** Opening Provided records block **
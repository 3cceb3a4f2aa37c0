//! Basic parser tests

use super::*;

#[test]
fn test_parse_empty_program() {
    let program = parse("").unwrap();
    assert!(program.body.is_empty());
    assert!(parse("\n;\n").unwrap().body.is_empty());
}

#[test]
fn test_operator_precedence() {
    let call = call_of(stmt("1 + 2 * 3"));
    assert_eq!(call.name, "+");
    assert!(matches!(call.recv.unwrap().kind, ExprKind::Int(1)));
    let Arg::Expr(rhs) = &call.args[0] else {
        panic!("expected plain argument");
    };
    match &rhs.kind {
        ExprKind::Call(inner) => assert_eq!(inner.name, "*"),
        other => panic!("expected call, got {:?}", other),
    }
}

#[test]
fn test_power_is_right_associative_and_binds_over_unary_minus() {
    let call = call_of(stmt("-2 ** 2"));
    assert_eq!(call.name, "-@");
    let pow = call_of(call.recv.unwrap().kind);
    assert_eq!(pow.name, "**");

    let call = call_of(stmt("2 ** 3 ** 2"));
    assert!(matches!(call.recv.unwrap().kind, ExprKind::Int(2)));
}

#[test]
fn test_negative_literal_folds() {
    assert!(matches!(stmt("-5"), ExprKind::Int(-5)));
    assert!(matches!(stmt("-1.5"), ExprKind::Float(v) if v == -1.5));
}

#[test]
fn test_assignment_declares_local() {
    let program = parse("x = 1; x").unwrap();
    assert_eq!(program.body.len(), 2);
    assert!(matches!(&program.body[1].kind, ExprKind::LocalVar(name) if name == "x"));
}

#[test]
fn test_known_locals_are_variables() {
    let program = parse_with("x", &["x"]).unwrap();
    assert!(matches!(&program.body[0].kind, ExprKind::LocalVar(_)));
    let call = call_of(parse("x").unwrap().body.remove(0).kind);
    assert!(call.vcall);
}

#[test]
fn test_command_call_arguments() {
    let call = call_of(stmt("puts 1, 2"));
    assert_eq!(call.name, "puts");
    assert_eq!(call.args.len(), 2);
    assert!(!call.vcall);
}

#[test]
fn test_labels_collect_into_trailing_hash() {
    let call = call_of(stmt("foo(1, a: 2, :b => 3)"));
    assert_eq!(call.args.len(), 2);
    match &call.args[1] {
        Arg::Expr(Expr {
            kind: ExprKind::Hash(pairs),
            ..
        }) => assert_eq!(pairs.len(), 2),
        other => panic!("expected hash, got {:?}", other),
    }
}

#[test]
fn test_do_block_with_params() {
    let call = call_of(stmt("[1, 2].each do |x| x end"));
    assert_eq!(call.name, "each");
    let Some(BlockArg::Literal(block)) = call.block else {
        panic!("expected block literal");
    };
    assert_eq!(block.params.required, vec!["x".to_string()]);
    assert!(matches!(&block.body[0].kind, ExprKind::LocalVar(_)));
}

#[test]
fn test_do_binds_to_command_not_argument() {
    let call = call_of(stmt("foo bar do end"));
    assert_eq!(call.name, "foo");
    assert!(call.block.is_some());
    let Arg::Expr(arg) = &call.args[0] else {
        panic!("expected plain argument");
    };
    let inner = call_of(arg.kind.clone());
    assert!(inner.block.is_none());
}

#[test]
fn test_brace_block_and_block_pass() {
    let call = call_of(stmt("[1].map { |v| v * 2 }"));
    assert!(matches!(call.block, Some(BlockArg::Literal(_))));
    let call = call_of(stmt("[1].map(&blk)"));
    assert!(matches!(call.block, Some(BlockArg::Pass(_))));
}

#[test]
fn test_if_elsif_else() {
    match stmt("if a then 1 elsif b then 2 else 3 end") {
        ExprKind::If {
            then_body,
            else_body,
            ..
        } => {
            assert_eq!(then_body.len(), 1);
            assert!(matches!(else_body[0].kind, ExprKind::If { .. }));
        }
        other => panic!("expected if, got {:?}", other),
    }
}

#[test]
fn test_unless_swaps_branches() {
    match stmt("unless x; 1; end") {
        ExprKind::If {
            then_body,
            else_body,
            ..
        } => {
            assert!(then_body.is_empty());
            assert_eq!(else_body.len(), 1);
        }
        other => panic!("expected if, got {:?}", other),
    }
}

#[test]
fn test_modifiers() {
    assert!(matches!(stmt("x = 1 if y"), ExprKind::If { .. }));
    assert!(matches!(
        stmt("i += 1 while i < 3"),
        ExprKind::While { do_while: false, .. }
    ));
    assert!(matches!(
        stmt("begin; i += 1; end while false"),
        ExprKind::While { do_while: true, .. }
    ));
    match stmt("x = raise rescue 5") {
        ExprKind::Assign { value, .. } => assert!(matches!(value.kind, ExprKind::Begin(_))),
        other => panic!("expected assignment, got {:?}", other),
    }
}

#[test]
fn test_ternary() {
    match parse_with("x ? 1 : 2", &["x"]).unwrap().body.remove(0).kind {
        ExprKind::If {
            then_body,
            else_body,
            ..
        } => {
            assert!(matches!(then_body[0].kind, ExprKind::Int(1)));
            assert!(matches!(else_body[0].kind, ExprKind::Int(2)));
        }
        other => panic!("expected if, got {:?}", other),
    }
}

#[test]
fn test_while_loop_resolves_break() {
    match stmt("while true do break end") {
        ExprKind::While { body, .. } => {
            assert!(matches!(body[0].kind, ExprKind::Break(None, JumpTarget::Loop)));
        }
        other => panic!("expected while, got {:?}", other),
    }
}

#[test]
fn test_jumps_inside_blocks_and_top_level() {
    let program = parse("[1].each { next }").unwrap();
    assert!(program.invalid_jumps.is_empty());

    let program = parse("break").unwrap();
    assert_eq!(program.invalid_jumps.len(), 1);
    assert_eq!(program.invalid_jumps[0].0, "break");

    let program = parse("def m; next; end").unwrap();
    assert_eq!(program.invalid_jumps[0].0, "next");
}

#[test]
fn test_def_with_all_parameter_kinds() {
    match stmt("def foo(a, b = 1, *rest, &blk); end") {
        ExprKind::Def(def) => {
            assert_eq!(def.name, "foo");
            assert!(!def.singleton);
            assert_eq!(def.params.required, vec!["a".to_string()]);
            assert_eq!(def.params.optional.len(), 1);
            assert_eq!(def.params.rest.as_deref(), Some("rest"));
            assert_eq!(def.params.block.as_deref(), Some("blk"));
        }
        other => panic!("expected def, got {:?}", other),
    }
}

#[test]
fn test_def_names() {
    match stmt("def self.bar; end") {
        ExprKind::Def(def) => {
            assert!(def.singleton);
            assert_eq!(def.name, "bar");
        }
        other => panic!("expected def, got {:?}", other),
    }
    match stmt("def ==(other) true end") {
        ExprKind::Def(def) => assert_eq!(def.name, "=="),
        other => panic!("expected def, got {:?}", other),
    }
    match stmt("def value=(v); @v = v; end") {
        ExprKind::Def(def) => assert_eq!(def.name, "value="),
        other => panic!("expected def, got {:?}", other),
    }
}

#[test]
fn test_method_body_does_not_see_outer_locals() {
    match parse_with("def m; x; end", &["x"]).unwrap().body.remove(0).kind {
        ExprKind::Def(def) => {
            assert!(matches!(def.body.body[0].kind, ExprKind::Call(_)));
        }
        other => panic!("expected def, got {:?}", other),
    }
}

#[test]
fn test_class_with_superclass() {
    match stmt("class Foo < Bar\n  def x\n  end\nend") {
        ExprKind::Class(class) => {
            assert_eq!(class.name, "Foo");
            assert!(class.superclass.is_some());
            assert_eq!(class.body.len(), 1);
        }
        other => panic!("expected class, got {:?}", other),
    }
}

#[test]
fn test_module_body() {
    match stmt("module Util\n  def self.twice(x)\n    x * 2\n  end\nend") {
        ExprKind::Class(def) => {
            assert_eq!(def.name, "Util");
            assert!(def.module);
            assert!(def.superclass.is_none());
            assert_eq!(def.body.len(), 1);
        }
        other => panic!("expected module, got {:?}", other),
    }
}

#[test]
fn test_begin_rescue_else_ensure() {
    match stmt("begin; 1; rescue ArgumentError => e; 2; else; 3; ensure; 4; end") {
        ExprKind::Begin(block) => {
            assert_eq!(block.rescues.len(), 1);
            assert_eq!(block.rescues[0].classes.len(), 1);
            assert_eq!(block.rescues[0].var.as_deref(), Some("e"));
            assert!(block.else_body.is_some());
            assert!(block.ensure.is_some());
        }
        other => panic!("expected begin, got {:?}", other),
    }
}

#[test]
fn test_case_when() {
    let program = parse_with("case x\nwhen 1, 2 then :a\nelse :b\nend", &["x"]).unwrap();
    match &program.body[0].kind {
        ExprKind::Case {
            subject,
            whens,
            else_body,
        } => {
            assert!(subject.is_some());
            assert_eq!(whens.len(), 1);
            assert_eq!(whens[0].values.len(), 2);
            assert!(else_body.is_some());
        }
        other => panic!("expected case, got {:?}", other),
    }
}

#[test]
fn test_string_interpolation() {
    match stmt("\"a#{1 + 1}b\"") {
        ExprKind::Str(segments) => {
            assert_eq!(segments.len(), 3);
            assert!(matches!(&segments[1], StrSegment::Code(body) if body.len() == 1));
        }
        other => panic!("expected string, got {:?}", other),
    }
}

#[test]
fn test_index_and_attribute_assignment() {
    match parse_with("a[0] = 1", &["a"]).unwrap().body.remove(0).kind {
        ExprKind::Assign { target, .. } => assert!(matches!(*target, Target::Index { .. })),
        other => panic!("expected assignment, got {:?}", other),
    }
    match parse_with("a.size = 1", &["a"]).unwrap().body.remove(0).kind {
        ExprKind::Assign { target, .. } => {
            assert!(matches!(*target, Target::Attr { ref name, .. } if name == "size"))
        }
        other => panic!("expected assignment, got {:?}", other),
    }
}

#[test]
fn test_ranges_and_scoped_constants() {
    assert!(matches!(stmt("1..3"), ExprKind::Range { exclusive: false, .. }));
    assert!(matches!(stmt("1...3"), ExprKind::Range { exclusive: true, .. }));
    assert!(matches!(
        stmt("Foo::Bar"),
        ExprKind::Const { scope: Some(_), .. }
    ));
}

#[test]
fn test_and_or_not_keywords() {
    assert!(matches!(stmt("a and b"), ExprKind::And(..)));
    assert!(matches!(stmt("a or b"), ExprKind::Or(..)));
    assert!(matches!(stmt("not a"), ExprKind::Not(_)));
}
** Closing Provided records block **
** Opening Provided records block **
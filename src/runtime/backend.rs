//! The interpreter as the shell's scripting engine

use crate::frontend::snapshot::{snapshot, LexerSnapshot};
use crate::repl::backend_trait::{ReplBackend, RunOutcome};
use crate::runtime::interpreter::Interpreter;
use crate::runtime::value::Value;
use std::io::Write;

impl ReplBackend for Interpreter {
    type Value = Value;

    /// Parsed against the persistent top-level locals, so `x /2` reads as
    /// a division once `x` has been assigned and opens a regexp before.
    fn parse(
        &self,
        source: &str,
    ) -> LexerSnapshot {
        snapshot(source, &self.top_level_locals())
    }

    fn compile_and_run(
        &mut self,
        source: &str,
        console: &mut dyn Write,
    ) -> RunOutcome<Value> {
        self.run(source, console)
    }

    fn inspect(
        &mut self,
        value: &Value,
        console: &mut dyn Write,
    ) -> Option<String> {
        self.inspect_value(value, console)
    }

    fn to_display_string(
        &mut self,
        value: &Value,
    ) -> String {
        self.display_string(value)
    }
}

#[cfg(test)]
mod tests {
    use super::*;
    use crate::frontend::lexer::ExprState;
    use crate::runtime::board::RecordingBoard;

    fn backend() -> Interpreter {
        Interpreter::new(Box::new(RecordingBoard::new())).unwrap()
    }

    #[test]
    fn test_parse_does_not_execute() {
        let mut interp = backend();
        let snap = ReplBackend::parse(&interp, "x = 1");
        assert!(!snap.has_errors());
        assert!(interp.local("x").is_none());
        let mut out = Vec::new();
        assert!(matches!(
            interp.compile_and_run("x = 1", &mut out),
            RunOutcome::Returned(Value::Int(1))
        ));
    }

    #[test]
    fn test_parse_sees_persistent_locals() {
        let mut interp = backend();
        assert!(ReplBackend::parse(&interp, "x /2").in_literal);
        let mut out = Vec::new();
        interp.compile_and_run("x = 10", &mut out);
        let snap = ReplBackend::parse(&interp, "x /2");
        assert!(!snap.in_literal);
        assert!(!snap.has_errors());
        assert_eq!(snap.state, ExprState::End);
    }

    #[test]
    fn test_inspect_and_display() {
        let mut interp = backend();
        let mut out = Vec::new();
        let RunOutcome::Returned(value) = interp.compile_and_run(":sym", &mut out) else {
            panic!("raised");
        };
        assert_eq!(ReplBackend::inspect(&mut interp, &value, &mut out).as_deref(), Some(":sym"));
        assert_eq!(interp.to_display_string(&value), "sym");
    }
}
** Closing Provided records block **
** Opening Provided records block **
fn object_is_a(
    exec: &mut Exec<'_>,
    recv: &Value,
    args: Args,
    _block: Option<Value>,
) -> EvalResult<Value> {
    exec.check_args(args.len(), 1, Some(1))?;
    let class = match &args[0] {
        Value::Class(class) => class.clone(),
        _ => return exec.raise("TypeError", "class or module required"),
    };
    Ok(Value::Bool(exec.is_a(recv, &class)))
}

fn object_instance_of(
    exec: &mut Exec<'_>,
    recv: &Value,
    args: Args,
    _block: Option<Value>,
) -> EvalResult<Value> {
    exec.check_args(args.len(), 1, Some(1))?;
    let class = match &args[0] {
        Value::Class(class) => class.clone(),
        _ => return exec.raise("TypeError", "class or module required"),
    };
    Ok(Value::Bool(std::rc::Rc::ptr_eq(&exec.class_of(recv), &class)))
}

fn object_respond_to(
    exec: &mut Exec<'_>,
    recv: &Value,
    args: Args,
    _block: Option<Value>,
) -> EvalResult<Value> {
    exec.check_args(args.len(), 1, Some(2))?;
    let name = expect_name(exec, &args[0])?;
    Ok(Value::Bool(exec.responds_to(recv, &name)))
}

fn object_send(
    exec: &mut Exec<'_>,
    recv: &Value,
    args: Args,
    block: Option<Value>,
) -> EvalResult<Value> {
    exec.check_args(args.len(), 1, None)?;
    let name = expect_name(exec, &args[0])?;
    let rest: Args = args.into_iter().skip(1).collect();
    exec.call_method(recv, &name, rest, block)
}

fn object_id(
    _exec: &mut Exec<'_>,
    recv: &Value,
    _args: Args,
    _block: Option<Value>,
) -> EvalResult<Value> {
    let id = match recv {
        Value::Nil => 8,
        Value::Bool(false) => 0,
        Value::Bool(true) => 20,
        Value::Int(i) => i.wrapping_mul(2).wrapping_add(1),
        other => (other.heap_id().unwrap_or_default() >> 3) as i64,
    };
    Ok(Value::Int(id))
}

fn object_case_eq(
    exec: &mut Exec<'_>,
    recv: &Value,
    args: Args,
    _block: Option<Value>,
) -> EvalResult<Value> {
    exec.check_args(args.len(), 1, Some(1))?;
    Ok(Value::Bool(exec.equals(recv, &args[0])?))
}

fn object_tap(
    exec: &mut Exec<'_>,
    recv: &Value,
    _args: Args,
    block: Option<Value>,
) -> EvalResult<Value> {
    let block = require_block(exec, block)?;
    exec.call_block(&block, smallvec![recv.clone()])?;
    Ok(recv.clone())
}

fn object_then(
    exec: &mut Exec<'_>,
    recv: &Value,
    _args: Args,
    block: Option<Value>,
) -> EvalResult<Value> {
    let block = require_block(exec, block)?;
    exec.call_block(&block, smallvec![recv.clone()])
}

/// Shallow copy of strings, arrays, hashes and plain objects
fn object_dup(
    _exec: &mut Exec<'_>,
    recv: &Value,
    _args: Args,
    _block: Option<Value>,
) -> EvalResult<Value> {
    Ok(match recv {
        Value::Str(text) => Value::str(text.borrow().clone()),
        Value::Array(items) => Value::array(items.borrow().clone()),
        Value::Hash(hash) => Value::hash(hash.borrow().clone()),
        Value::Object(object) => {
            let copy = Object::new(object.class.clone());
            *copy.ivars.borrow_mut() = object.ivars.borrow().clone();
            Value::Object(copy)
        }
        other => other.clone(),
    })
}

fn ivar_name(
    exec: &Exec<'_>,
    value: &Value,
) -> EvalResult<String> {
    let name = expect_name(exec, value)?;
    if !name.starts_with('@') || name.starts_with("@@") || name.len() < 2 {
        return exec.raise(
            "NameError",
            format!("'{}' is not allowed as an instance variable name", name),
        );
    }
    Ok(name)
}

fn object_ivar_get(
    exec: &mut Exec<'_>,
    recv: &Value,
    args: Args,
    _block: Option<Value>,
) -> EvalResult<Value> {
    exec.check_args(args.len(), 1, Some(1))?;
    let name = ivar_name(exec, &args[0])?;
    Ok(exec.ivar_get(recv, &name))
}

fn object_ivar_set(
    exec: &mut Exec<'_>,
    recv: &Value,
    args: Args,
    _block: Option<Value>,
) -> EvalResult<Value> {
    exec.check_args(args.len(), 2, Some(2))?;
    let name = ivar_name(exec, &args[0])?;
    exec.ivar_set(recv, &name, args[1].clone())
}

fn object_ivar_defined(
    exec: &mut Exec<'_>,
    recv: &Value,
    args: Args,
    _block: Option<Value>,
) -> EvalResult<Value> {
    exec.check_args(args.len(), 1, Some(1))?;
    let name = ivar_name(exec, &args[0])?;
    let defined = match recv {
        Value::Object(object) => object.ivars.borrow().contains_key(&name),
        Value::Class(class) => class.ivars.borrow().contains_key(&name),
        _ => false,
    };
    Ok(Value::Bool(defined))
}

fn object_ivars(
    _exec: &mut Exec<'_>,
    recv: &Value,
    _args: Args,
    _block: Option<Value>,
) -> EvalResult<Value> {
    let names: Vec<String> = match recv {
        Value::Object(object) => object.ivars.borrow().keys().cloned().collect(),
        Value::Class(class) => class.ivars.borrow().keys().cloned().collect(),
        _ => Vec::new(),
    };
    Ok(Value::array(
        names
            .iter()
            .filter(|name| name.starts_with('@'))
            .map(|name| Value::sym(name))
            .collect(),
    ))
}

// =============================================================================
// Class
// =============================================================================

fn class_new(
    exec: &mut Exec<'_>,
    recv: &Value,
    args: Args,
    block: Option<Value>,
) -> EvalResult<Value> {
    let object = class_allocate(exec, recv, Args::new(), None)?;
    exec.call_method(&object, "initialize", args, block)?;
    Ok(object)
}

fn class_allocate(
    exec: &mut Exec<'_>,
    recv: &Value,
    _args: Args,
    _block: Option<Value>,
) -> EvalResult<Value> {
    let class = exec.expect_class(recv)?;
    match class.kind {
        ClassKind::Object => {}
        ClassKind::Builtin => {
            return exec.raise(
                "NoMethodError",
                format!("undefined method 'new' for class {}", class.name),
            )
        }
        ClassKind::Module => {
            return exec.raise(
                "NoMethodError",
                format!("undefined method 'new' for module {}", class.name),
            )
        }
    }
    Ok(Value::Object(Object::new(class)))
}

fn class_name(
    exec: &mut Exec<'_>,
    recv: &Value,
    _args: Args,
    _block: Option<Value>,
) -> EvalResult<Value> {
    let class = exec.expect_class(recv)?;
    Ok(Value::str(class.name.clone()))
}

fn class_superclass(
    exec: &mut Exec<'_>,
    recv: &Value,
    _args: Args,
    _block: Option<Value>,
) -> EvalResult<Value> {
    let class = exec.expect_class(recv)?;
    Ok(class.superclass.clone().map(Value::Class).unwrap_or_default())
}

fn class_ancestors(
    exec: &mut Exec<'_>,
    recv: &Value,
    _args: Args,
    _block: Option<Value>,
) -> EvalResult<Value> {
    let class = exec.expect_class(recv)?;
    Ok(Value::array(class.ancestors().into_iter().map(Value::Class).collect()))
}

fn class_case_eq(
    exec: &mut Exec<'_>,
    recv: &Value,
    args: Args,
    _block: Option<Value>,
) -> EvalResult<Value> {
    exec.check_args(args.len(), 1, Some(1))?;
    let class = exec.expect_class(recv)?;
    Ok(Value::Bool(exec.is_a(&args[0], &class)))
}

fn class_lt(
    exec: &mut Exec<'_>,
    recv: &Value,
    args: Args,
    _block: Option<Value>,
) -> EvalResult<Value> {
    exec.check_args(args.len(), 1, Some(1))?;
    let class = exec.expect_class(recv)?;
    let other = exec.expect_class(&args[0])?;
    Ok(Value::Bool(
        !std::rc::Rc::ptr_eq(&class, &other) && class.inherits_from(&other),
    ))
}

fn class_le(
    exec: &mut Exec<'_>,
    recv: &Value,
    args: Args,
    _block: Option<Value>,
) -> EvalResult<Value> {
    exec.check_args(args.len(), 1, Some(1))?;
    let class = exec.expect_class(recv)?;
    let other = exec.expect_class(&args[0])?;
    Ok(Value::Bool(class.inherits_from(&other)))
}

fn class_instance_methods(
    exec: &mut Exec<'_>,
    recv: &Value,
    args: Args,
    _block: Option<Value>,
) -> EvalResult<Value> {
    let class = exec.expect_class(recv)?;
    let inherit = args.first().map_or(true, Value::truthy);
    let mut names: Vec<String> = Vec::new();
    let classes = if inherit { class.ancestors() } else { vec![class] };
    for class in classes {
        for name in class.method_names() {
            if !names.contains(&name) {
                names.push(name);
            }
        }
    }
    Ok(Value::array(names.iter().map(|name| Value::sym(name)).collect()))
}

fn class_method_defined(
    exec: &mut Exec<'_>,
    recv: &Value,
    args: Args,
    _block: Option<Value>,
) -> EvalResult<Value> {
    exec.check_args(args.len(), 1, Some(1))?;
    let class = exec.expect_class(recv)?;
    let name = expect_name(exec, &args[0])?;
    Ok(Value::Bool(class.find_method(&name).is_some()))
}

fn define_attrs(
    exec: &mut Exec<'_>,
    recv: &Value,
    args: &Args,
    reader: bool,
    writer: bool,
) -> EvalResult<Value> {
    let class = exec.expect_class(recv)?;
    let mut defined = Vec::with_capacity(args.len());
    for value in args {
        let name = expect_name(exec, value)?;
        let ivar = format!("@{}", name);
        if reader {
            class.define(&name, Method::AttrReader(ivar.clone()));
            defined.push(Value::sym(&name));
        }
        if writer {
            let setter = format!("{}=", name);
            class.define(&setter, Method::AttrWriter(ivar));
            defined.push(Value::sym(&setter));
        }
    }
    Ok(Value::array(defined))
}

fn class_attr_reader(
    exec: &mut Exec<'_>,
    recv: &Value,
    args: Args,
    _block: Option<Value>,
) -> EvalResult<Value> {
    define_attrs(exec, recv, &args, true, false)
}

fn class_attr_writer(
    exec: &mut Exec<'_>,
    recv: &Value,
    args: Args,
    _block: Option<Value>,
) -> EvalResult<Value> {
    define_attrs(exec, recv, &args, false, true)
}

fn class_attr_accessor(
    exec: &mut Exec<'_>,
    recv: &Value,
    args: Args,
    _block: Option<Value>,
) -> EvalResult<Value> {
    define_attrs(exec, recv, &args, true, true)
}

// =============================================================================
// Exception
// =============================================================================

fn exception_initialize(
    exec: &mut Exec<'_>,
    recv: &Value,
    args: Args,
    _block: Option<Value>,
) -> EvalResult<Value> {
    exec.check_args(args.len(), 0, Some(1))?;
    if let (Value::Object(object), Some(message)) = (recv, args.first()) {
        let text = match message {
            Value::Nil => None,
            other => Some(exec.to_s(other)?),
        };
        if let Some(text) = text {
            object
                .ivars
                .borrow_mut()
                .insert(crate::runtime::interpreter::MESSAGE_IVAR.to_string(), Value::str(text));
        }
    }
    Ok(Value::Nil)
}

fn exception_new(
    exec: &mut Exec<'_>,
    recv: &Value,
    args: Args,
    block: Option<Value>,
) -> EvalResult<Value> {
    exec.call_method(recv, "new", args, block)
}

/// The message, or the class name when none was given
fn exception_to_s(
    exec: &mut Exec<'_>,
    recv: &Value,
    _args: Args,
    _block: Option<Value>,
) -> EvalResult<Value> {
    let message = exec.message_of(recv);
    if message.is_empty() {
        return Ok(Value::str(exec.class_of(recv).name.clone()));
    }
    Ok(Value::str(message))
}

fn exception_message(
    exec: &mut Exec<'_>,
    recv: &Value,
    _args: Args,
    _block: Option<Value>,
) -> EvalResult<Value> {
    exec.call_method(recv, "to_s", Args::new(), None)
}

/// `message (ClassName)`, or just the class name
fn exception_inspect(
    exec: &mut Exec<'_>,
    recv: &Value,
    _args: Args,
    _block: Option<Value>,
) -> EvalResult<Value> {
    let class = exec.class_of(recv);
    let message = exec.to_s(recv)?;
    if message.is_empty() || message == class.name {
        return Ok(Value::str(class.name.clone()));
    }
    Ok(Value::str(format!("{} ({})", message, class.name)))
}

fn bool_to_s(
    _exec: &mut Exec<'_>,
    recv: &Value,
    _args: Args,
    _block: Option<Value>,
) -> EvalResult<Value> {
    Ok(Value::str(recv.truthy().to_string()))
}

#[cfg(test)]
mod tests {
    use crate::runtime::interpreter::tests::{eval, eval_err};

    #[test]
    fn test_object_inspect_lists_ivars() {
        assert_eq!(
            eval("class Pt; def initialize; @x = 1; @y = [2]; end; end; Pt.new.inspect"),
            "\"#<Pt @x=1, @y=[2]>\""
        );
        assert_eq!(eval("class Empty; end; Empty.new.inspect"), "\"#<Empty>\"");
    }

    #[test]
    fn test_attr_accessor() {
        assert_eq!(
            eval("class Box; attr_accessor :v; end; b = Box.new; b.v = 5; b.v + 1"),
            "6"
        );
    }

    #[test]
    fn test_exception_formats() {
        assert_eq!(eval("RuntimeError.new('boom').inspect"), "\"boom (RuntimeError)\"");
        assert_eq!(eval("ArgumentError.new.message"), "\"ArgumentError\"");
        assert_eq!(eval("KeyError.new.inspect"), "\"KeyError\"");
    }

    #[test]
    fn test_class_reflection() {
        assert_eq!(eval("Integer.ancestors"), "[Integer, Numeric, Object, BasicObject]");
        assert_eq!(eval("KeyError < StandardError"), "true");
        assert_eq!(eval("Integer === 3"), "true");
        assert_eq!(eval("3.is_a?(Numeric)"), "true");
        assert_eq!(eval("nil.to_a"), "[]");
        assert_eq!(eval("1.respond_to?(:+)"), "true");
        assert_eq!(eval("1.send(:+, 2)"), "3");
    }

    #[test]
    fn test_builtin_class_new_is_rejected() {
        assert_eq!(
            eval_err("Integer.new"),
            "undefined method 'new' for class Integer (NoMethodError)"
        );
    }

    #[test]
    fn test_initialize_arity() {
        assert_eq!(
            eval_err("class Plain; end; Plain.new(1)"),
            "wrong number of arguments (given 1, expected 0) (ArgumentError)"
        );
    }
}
** Closing Provided records block **
[Task requirements]
What is wanted is a copy of every line in the listing that includes the word "each".

[Answer box]
    let call = call_of(stmt("[1, 2].each do |x| x end"));
    assert_eq!(call.name, "each");
    let program = parse("[1].each { next }").unwrap();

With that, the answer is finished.